Saved data entries:
■ ■ ■ ■ ■

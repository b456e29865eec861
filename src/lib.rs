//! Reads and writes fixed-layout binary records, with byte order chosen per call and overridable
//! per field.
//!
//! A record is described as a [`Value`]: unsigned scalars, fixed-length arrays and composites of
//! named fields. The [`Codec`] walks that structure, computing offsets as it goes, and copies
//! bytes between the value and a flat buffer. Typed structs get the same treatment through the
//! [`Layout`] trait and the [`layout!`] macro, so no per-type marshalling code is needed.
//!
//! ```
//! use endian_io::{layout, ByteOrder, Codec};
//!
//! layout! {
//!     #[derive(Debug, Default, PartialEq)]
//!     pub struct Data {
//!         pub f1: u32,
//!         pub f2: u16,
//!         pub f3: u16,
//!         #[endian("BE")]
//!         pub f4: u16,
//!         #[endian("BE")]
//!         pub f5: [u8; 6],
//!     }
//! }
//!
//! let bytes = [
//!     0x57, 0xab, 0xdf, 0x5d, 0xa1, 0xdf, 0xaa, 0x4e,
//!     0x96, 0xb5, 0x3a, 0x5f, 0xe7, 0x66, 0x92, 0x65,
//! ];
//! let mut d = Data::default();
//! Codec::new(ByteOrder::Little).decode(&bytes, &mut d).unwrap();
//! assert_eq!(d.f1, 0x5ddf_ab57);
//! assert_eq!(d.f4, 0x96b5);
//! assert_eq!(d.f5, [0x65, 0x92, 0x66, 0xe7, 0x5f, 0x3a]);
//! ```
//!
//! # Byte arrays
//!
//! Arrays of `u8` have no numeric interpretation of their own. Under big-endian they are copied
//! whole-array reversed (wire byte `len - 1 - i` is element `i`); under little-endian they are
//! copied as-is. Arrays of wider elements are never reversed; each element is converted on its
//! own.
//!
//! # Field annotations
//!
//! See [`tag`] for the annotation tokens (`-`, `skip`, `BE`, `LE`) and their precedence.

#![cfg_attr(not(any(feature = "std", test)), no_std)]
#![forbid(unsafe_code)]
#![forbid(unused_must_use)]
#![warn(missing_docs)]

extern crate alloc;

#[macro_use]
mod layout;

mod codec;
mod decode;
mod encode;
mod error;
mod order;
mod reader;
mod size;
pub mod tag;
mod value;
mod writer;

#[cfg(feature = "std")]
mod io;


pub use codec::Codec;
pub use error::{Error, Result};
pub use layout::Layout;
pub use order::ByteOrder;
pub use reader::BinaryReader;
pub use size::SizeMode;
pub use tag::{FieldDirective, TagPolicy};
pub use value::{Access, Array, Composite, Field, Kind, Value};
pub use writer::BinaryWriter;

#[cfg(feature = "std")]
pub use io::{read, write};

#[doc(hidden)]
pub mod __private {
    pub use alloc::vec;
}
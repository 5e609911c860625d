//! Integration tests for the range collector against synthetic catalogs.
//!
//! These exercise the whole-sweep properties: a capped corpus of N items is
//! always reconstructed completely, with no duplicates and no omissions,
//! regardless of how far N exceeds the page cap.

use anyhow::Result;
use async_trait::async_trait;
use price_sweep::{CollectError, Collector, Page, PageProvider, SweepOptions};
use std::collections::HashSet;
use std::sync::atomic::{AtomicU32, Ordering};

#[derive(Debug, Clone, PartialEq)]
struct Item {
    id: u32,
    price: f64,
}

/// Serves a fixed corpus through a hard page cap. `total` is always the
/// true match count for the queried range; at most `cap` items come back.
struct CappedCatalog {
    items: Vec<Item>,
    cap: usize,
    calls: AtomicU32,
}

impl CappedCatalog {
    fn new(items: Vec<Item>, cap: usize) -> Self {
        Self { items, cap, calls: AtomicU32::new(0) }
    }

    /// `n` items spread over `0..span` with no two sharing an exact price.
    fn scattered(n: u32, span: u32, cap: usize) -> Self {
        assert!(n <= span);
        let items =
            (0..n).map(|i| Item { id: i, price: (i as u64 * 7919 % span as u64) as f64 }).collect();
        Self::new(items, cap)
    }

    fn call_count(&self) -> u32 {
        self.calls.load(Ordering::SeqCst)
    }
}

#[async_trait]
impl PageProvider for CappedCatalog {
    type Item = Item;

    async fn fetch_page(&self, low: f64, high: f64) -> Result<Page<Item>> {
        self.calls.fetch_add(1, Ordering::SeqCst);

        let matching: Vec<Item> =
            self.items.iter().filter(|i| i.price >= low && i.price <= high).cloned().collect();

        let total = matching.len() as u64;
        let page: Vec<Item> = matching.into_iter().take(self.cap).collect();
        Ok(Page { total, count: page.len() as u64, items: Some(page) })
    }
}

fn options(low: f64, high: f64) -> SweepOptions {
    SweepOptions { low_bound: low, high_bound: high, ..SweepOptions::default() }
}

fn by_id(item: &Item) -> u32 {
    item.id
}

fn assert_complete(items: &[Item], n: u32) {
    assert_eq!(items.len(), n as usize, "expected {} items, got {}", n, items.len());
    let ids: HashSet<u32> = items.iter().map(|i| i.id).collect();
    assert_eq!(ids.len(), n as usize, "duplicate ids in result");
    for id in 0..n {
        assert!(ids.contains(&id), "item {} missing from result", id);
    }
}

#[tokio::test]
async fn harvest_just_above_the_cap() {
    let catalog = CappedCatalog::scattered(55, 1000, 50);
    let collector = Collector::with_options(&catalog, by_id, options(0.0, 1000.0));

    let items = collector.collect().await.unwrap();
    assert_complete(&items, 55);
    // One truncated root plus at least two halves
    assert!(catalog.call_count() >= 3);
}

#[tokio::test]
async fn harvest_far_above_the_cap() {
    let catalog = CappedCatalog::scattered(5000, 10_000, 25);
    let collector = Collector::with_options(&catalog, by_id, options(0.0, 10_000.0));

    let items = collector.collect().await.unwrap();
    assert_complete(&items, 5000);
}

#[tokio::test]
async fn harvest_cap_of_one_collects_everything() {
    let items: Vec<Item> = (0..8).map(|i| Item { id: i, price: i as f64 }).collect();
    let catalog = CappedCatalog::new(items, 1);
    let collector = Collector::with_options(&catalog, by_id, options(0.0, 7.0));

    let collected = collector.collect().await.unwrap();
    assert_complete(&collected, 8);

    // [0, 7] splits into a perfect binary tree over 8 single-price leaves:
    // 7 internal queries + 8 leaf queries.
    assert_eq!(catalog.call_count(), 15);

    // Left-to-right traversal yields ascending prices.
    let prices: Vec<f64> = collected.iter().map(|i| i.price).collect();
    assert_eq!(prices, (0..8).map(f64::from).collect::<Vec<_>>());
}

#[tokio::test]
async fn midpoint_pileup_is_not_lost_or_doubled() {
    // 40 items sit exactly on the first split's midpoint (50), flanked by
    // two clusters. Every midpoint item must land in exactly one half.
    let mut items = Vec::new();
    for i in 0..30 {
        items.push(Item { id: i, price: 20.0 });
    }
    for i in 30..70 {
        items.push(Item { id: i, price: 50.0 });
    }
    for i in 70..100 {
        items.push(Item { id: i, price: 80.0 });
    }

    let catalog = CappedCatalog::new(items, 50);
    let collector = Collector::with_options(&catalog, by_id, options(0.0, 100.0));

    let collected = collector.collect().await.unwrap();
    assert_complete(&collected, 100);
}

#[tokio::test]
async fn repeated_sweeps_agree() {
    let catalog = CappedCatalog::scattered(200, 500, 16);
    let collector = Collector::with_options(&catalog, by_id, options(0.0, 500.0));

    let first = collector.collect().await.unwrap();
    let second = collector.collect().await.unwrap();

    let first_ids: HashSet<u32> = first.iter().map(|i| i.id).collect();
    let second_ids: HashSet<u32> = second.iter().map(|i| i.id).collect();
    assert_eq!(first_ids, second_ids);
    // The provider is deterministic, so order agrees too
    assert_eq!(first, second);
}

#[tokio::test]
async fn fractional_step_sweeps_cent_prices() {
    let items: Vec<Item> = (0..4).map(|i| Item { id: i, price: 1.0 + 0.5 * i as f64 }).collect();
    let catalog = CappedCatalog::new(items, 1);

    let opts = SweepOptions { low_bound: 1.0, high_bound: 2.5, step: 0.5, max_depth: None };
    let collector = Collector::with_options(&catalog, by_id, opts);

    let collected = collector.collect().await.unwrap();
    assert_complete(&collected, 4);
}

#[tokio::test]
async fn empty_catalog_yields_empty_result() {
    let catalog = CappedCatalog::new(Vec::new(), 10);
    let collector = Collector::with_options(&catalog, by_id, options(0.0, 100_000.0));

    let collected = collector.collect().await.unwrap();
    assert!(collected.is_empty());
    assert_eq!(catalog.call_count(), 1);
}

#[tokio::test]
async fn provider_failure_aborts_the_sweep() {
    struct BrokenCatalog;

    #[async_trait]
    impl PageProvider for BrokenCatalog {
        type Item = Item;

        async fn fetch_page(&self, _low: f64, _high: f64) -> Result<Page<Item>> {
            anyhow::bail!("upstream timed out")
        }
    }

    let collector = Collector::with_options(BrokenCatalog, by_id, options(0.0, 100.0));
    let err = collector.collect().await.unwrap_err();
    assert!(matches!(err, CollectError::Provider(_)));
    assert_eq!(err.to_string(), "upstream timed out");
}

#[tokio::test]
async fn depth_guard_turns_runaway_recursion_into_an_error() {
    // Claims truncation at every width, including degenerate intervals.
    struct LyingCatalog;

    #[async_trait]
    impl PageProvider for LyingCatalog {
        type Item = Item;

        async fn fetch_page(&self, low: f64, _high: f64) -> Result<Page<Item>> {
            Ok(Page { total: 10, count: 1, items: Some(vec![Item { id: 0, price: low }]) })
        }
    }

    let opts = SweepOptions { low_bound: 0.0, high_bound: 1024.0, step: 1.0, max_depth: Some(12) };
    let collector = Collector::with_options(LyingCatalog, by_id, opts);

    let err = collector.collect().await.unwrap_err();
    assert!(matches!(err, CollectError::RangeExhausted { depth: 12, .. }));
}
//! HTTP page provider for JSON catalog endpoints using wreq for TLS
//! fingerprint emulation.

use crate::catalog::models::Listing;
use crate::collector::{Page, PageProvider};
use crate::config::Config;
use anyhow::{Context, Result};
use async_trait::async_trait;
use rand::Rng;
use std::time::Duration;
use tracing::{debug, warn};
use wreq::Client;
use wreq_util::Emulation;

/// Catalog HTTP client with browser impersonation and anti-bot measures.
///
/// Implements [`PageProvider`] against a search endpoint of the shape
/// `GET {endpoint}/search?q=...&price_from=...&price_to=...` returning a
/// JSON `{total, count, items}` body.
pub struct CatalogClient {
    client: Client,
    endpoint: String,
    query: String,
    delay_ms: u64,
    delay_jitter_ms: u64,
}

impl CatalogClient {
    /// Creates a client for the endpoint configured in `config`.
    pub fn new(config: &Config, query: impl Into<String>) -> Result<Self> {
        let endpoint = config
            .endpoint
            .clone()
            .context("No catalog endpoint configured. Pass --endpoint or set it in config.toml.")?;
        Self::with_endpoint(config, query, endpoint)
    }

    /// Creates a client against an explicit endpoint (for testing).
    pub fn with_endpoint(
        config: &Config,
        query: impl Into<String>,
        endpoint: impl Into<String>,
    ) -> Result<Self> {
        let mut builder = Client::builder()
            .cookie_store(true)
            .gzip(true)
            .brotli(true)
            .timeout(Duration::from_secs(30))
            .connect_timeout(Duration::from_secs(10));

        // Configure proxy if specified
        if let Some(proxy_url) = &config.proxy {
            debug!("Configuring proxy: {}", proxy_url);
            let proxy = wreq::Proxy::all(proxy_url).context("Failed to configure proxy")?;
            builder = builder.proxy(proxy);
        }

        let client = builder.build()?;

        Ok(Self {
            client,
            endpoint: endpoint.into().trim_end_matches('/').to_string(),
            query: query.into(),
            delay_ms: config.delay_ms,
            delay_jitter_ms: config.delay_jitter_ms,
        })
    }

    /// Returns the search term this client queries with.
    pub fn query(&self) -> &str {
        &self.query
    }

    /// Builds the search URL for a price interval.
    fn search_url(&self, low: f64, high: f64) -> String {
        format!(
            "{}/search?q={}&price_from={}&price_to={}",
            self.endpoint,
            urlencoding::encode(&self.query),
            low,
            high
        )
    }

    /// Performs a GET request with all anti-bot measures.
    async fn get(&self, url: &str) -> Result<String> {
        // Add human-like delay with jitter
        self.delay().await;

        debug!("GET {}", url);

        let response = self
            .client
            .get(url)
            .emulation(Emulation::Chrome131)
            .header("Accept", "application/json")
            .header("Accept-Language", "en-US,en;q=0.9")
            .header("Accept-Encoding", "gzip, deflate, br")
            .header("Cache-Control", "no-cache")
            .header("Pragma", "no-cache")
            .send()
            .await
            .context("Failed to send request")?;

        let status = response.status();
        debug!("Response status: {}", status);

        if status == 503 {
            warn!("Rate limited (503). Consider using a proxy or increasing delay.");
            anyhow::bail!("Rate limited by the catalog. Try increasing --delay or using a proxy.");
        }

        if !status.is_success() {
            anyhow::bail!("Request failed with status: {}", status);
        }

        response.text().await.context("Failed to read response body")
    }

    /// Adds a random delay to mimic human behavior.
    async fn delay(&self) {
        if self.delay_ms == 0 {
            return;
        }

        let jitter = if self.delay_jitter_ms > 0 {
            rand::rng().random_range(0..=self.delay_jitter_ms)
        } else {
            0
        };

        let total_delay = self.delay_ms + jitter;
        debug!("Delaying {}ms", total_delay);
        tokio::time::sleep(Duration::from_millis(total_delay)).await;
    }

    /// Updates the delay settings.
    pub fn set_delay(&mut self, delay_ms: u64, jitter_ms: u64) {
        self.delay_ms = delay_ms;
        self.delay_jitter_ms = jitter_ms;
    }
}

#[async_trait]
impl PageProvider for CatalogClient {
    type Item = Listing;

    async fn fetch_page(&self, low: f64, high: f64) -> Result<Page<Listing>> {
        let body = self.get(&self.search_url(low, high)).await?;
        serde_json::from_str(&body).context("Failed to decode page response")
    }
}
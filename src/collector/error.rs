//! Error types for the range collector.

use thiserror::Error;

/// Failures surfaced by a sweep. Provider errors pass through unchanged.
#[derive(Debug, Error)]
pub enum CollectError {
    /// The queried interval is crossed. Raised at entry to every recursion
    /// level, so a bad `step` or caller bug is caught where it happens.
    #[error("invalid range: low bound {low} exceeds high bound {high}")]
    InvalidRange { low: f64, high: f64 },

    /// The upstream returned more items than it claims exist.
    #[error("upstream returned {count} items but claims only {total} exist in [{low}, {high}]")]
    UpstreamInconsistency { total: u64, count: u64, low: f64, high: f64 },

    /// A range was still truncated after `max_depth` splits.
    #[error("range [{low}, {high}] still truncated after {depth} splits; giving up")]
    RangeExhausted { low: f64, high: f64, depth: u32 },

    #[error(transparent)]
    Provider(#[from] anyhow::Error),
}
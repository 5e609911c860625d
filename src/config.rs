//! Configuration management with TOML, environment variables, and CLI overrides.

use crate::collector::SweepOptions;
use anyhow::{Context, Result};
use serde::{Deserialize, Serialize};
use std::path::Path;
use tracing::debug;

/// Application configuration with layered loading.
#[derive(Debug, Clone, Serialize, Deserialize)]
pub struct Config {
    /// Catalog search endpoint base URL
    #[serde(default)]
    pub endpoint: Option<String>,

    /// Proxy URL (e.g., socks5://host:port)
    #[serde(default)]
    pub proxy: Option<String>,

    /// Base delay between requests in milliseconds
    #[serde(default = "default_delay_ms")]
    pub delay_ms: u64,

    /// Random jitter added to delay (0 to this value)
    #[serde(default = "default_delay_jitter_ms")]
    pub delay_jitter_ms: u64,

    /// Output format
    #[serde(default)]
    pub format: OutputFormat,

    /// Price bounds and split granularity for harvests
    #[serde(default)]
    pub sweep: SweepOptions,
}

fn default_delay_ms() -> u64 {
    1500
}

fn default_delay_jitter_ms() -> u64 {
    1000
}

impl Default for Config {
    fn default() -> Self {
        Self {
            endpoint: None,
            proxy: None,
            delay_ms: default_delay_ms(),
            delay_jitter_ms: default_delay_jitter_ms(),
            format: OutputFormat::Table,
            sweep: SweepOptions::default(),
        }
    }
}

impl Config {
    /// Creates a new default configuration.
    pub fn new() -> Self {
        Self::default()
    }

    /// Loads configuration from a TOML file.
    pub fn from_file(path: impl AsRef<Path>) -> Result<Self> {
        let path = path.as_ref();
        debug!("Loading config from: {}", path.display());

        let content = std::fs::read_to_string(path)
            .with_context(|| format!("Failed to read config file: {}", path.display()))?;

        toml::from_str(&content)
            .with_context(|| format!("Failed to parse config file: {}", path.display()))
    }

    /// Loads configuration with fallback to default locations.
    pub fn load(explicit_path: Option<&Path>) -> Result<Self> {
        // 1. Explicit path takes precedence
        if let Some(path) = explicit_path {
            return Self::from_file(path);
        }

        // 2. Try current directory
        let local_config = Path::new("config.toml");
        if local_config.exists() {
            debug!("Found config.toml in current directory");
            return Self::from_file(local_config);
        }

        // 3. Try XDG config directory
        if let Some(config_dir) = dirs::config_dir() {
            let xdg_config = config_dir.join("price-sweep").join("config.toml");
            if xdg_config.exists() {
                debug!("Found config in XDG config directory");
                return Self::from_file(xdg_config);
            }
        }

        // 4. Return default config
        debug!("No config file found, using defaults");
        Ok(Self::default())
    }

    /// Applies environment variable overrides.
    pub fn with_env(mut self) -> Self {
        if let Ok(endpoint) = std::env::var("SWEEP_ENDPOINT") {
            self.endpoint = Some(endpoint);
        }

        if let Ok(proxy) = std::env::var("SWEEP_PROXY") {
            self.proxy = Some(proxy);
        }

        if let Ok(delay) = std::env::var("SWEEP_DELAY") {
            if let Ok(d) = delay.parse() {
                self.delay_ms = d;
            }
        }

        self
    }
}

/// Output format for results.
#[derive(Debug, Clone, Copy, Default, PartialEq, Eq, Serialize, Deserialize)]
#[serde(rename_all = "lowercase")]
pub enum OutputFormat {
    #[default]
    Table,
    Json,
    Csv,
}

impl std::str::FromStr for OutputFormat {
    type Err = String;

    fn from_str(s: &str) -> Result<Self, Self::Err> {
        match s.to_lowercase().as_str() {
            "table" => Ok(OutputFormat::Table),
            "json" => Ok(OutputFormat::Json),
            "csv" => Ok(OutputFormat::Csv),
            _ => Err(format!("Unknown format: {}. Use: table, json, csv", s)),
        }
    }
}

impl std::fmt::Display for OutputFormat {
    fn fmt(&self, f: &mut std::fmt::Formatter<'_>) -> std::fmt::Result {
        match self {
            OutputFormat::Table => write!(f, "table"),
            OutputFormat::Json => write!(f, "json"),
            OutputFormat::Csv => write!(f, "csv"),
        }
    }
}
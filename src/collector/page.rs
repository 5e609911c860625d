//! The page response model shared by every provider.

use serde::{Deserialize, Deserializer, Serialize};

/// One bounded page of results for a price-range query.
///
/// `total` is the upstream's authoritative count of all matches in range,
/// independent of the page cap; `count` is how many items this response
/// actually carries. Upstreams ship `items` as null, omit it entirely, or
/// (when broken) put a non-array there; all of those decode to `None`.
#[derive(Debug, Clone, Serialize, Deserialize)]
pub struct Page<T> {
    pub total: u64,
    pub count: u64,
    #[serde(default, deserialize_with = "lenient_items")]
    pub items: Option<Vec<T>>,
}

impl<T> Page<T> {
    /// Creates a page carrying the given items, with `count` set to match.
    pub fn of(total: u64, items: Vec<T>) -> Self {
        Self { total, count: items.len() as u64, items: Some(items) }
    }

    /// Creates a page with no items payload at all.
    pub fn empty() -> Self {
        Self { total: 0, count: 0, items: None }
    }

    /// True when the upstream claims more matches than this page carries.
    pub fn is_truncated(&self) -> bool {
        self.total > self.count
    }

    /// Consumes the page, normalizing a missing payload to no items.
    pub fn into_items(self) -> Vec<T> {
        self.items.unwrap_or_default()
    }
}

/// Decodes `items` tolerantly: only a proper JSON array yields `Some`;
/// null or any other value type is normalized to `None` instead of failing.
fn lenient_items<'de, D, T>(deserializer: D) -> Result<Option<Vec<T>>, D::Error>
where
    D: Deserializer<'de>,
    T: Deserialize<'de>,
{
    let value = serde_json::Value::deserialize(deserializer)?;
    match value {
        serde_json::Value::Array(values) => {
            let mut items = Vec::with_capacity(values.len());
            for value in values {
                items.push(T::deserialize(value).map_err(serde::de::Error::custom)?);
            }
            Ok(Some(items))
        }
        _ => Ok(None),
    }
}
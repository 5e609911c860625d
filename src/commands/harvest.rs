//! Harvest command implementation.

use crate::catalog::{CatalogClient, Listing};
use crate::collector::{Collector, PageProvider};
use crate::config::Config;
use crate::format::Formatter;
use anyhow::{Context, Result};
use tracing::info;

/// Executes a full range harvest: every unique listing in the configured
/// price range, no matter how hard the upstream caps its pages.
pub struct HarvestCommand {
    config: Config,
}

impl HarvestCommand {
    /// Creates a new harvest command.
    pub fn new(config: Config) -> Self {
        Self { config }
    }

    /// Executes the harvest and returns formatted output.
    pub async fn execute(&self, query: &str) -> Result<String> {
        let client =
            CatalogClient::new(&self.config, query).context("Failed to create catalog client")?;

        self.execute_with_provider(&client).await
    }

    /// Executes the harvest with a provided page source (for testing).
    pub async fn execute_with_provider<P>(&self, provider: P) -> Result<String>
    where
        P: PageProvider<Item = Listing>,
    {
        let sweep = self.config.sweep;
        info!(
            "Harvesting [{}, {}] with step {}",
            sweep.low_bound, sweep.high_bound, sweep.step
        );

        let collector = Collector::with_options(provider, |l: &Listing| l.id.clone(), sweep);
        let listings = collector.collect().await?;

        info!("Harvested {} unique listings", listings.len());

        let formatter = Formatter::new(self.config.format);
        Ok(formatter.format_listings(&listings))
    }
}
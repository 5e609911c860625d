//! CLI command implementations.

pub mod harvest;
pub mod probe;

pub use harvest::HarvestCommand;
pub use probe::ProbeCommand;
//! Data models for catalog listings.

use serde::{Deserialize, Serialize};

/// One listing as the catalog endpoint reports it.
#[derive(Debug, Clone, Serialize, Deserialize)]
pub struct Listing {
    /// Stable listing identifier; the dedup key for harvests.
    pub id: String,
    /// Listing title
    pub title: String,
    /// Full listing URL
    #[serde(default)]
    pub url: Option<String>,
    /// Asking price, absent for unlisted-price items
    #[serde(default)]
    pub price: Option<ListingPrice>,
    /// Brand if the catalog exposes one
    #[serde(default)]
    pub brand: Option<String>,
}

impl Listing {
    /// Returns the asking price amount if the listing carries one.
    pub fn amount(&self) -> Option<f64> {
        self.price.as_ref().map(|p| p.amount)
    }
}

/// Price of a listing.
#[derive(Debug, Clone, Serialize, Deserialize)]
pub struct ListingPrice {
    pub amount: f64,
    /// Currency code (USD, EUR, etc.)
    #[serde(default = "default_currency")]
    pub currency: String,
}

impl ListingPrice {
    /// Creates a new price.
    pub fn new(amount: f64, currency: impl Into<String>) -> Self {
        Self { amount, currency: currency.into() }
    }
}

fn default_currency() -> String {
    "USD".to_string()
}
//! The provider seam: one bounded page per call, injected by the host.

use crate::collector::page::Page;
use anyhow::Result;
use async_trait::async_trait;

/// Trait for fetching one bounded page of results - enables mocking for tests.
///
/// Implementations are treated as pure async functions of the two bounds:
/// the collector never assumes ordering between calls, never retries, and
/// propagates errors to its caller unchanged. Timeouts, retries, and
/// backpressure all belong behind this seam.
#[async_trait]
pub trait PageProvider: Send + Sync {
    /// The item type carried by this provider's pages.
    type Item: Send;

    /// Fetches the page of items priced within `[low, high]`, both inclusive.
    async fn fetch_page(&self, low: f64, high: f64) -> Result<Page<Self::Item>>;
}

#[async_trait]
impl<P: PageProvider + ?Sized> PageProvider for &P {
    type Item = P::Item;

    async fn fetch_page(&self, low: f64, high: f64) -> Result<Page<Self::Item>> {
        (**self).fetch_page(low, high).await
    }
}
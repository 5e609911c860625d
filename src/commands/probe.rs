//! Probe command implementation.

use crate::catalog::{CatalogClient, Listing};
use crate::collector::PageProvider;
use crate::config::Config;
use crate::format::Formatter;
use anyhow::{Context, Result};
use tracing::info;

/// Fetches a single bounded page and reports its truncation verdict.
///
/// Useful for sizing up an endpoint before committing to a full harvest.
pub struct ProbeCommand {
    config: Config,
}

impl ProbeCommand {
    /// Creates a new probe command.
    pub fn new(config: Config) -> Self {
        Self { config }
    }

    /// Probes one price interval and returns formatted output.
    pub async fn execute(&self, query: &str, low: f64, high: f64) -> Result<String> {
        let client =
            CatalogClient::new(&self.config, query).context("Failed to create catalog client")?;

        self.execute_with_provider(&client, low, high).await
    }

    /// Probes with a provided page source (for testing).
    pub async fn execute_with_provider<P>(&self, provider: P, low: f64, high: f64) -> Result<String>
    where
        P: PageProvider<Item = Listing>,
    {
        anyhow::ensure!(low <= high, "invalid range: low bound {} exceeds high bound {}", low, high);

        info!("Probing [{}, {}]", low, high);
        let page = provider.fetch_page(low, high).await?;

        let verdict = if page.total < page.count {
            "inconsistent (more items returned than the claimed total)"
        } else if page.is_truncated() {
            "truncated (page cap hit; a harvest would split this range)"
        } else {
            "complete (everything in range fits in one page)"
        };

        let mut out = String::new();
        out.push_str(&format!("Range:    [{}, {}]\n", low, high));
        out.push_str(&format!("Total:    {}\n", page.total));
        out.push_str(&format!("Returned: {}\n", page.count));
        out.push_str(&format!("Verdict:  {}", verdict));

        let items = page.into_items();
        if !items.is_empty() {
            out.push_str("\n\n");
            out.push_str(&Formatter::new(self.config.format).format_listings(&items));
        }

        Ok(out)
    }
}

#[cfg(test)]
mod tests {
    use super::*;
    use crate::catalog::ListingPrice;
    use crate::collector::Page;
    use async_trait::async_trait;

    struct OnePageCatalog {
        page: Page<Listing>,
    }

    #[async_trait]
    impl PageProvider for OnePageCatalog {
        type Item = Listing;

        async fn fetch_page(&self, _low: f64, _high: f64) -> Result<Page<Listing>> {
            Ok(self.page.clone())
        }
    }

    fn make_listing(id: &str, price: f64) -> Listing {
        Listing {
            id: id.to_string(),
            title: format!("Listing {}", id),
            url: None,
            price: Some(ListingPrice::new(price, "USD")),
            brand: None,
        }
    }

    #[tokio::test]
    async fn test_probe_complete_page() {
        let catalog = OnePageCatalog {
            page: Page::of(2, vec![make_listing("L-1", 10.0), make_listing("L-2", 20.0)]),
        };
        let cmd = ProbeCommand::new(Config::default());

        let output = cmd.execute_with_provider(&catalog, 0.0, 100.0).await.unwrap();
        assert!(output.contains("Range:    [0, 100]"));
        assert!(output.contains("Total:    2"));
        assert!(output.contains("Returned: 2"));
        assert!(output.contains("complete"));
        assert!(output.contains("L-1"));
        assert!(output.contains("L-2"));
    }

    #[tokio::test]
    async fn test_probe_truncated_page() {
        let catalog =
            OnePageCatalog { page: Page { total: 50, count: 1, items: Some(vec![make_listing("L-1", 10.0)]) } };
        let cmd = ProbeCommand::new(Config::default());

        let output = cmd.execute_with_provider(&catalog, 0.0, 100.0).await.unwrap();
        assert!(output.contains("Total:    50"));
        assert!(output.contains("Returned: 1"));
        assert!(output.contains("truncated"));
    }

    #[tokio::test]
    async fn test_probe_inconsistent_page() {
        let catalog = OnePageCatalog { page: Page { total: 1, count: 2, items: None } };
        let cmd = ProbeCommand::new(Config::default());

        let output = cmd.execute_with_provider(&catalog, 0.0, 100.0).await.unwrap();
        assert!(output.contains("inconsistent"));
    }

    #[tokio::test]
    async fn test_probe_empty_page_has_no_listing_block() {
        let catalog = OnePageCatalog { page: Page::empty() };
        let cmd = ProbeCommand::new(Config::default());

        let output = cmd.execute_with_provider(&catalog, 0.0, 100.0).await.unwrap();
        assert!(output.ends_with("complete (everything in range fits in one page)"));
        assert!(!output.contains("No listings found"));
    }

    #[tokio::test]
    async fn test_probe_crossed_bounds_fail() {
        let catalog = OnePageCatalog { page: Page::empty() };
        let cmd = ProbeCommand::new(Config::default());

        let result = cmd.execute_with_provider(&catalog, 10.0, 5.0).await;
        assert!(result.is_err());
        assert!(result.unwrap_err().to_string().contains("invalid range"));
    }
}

■ ■ ■ ■ ■

Exercise details:
If a line in the entries above contains the word "null", copy it.

Answer to this exercise:
/// actually carries. Upstreams ship `items` as null, omit it entirely, or
/// null or any other value type is normalized to `None` instead of failing.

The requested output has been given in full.